The call comes as Scots are urged to take part in the world's largest annual butterfly survey, which starts today.
The Big Butterfly Count sees thousands of people across the UK spending time outdoors counting butterflies and some day-flying moths.
Butterfly Conservation (BC), the wildlife charity that organises the citizen science event, said the colourful insects suffered their worst year ever in 2021, with the lowest ever numbers recorded north and south of the Border.
Half of Britain's remaining butterfly species are now on the Red List of highest conservation concern, and are threatened or near threatened with extinction.
As butterflies and moths are an important indicator of the health of our environment, such a reduction in their numbers is "a cause for serious concern".

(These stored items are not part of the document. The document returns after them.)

//! `send`: deliver one command and report the route it took.

use std::time::Duration;

use serde::Serialize;
use serde_json::Value;

use sonofly_core::{CoreError, DeviceId, DeviceKind, Dispatched, Params};

use crate::cli::{GlobalOpts, SendArgs};
use crate::config;
use crate::error::CliError;
use crate::output;

use super::util;

#[derive(Debug, Serialize)]
struct SendReport {
    device: String,
    route: String,
    #[serde(skip_serializing_if = "Option::is_none")]
    account: Option<String>,
}

fn detail(r: &SendReport) -> String {
    match r.account {
        Some(ref account) => format!("Sent to {} via {} ({account})", r.device, r.route),
        None => format!("Sent to {} via {}", r.device, r.route),
    }
}

/// Assemble the command payload from `--json`, `--param` and `--cmd`.
fn build_payload(args: &SendArgs) -> Result<Params, CliError> {
    let mut payload = match args.json {
        Some(ref raw) => match serde_json::from_str::<Value>(raw)? {
            Value::Object(map) => map,
            _ => {
                return Err(CliError::Validation {
                    field: "json".into(),
                    reason: "expected a JSON object".into(),
                });
            }
        },
        None => Params::new(),
    };
    for raw in &args.params {
        let (key, value) = util::parse_param(raw)?;
        payload.insert(key, value);
    }
    if let Some(ref cmd) = args.cmd {
        payload.insert("cmd".into(), Value::String(cmd.clone()));
    }
    Ok(payload)
}

pub async fn handle(args: SendArgs, global: &GlobalOpts) -> Result<(), CliError> {
    let kind = DeviceId::from(args.device.as_str()).kind();
    if kind == DeviceKind::Invalid {
        return Err(CliError::InvalidIdentifier {
            identifier: args.device,
        });
    }
    let payload = build_payload(&args)?;

    let cfg = config::load(global)?;
    let hub = config::build_hub(&cfg)?;

    // Cameras are addressed directly; no account needs to come up.
    let rejected = if kind == DeviceKind::Standard {
        let accounts = config::selected_accounts(&cfg, global)?;
        util::bring_online(&hub, accounts, Duration::from_secs(args.wait)).await?
    } else {
        None
    };

    let result = hub.dispatch(&args.device, payload).await;
    hub.shutdown().await;

    let report = match result {
        Ok(Dispatched::Device { account, route }) => SendReport {
            device: args.device,
            route: route.to_string(),
            account: Some(account.to_string()),
        },
        Ok(Dispatched::Camera) => SendReport {
            device: args.device,
            route: "camera".into(),
            account: None,
        },
        // A rejected login explains a missing device better than "not found".
        Err(CoreError::UnknownDevice { device_id }) => {
            let err = rejected.unwrap_or(CoreError::UnknownDevice { device_id });
            return Err(err.into());
        }
        Err(e) => return Err(e.into()),
    };

    let out = output::render_single(global.output, &report, detail, |r| r.route.clone());
    output::print_output(&out, global.quiet);
    Ok(())
}

#[cfg(test)]
#[allow(clippy::unwrap_used)]
mod tests {
    use serde_json::json;

    use super::*;

    fn args(json: Option<&str>, params: &[&str], cmd: Option<&str>) -> SendArgs {
        SendArgs {
            device: "1000abcd12".into(),
            cmd: cmd.map(str::to_owned),
            params: params.iter().map(|p| (*p).to_owned()).collect(),
            json: json.map(str::to_owned),
            wait: 0,
        }
    }

    #[test]
    fn payload_from_params_and_cmd() {
        let payload = build_payload(&args(None, &["switch=on", "outlet=1"], Some("switches"))).unwrap();
        assert_eq!(
            Value::Object(payload),
            json!({"switch": "on", "outlet": 1, "cmd": "switches"})
        );
    }

    #[test]
    fn payload_from_json_object_only() {
        let payload = build_payload(&args(Some(r#"{"switch":"off"}"#), &[], None)).unwrap();
        assert_eq!(Value::Object(payload), json!({"switch": "off"}));

        assert!(matches!(
            build_payload(&args(Some("[1,2]"), &[], None)),
            Err(CliError::Validation { .. })
        ));
        assert!(matches!(
            build_payload(&args(Some("{nope"), &[], None)),
            Err(CliError::Json(_))
        ));
    }
}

Dr Zoe Randle, Senior Surveys Officer at BC, said: "The Big Butterfly Count is the largest natural history citizen science project involving insects in the world and provides us with a valuable snapshot of what is happening for butterflies across the whole of the UK.

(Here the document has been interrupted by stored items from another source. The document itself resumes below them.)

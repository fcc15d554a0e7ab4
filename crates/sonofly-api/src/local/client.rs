// LAN client
//
// Delivers commands straight to devices over their local HTTP endpoint
// (`POST http://<addr>/zeroconf/<cmd>`). Addresses come from a discovery
// handle; a background task keeps the table current until stopped.

use std::collections::HashMap;
use std::net::SocketAddr;
use std::sync::{Arc, Mutex, PoisonError, RwLock};

use serde::Deserialize;
use serde_json::{Map, Value, json};
use tokio::sync::broadcast::error::RecvError;
use tokio_util::sync::CancellationToken;
use tracing::{debug, trace, warn};

use crate::error::Error;
use crate::local::discovery::{Announcement, DiscoveryHandle};
use crate::transport::TransportConfig;

type AddressTable = Arc<RwLock<HashMap<String, SocketAddr>>>;

/// Answer of the device's local endpoint.
#[derive(Debug, Deserialize)]
struct LocalResponse {
    #[serde(default)]
    error: i64,
}

/// HTTP client for devices on the local network.
pub struct LocalClient {
    http: reqwest::Client,
    timeout_secs: u64,
    addresses: AddressTable,
    listener: Mutex<Option<CancellationToken>>,
}

impl LocalClient {
    pub fn new(transport: &TransportConfig) -> Result<Self, Error> {
        Ok(Self {
            http: transport.build_local_client()?,
            timeout_secs: transport.timeout_secs(),
            addresses: Arc::default(),
            listener: Mutex::new(None),
        })
    }

    /// Start tracking announcements from `discovery`.
    ///
    /// Restarting replaces the previous listener.
    pub fn start(&self, discovery: Arc<dyn DiscoveryHandle>) {
        let cancel = CancellationToken::new();
        if let Some(previous) = self
            .listener
            .lock()
            .unwrap_or_else(PoisonError::into_inner)
            .replace(cancel.clone())
        {
            previous.cancel();
        }

        // Subscribe before seeding so nothing announced in between is lost.
        let mut rx = discovery.subscribe();
        for announcement in discovery.known() {
            record(&self.addresses, announcement);
        }

        let addresses = Arc::clone(&self.addresses);
        tokio::spawn(async move {
            loop {
                tokio::select! {
                    biased;
                    () = cancel.cancelled() => break,
                    msg = rx.recv() => match msg {
                        Ok(announcement) => record(&addresses, announcement),
                        Err(RecvError::Lagged(n)) => {
                            warn!(skipped = n, "discovery listener lagged");
                        }
                        Err(RecvError::Closed) => break,
                    },
                }
            }
            debug!("local discovery listener exiting");
        });
    }

    /// Stop the discovery listener. Safe to call repeatedly.
    pub fn stop(&self) {
        let token = self
            .listener
            .lock()
            .unwrap_or_else(PoisonError::into_inner)
            .take();
        if let Some(token) = token {
            token.cancel();
        }
    }

    /// Whether `device_id` has been announced on the local network.
    pub fn is_reachable(&self, device_id: &str) -> bool {
        self.address_of(device_id).is_some()
    }

    fn address_of(&self, device_id: &str) -> Option<SocketAddr> {
        self.addresses
            .read()
            .unwrap_or_else(PoisonError::into_inner)
            .get(device_id)
            .copied()
    }

    /// Send `params` to the device's `/zeroconf/<cmd>` endpoint.
    pub async fn send(
        &self,
        device_id: &str,
        cmd: &str,
        params: &Map<String, Value>,
    ) -> Result<(), Error> {
        let addr = self
            .address_of(device_id)
            .ok_or_else(|| Error::NotDiscovered {
                device_id: device_id.to_owned(),
            })?;

        let url = format!("http://{addr}/zeroconf/{cmd}");
        debug!(device = device_id, "POST {}", url);

        let resp = self
            .http
            .post(&url)
            .json(&json!({ "deviceid": device_id, "data": params }))
            .send()
            .await
            .map_err(|e| {
                if e.is_timeout() {
                    Error::Timeout {
                        timeout_secs: self.timeout_secs,
                    }
                } else {
                    Error::Transport(e)
                }
            })?
            .error_for_status()?;

        let body = resp.text().await?;
        let answer: LocalResponse =
            serde_json::from_str(&body).map_err(|e| Error::Deserialization {
                message: e.to_string(),
                body,
            })?;

        if answer.error != 0 {
            return Err(Error::LocalRejected {
                device_id: device_id.to_owned(),
                code: answer.error,
            });
        }
        Ok(())
    }
}

impl Drop for LocalClient {
    fn drop(&mut self) {
        self.stop();
    }
}

fn record(addresses: &AddressTable, announcement: Announcement) {
    trace!(device = %announcement.device_id, addr = %announcement.addr, "device announced");
    addresses
        .write()
        .unwrap_or_else(PoisonError::into_inner)
        .insert(announcement.device_id, announcement.addr);
}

"It can act as an early-warning system, letting us know how various environmental changes are impacting insects, and allows us to gather vital data from places that would otherwise be totally unrecorded.
"We really need people’s help this year to help us figure out where our butterflies are and what we need to do to save them.
"It’s not just the rare species of butterfly -- the ones with restricted habitat or food plants -- that we are concerned about. Some of our previously commonly seen butterflies, like the Small Tortoiseshell, are also declining rapidly."
From today until August 7, members of the public will spend 15 minutes at a time in an outdoor space counting the number and type of butterflies they see. Increases or declines are then calculated on the average number per count.
The results are used to help map how the insects are faring and where conservation efforts should be targeted in the future.
In Scotland during last year's Count, a record 5420 butterfly counts were submitted by 4005 people. However, the average number of butterflies per count fell by 7 per cent from 2020 to just 6.03 on average -- below the previous record low of 6.12 set in 2017.
Of the 17 species featured in the Count in Scotland in 2021, ten had declined from the previous year. Of the 37 species of butterfly found north of the border, 13 -- over a third -- are now on the Red List.
The colourful Peacock suffered the largest decline, falling by 80 per cent compared with 2020, followed by the iconic Small Tortoiseshell (-70 per cent) and Red Admiral (-62 per cent).The most commonly seen butterfly in the 2021 Big Butterfly Count in Scotland was the Small White, followed by the Ringlet and Meadow Brown.Dr Amir Khan, BC Ambassador and one of a number of famous faces supporting the Big Butterfly Count this year, said taking part was not only good for the insects but also for participants' health and wellbeing."Watching butterflies for just 15 minutes can be a wonderful and calming experience."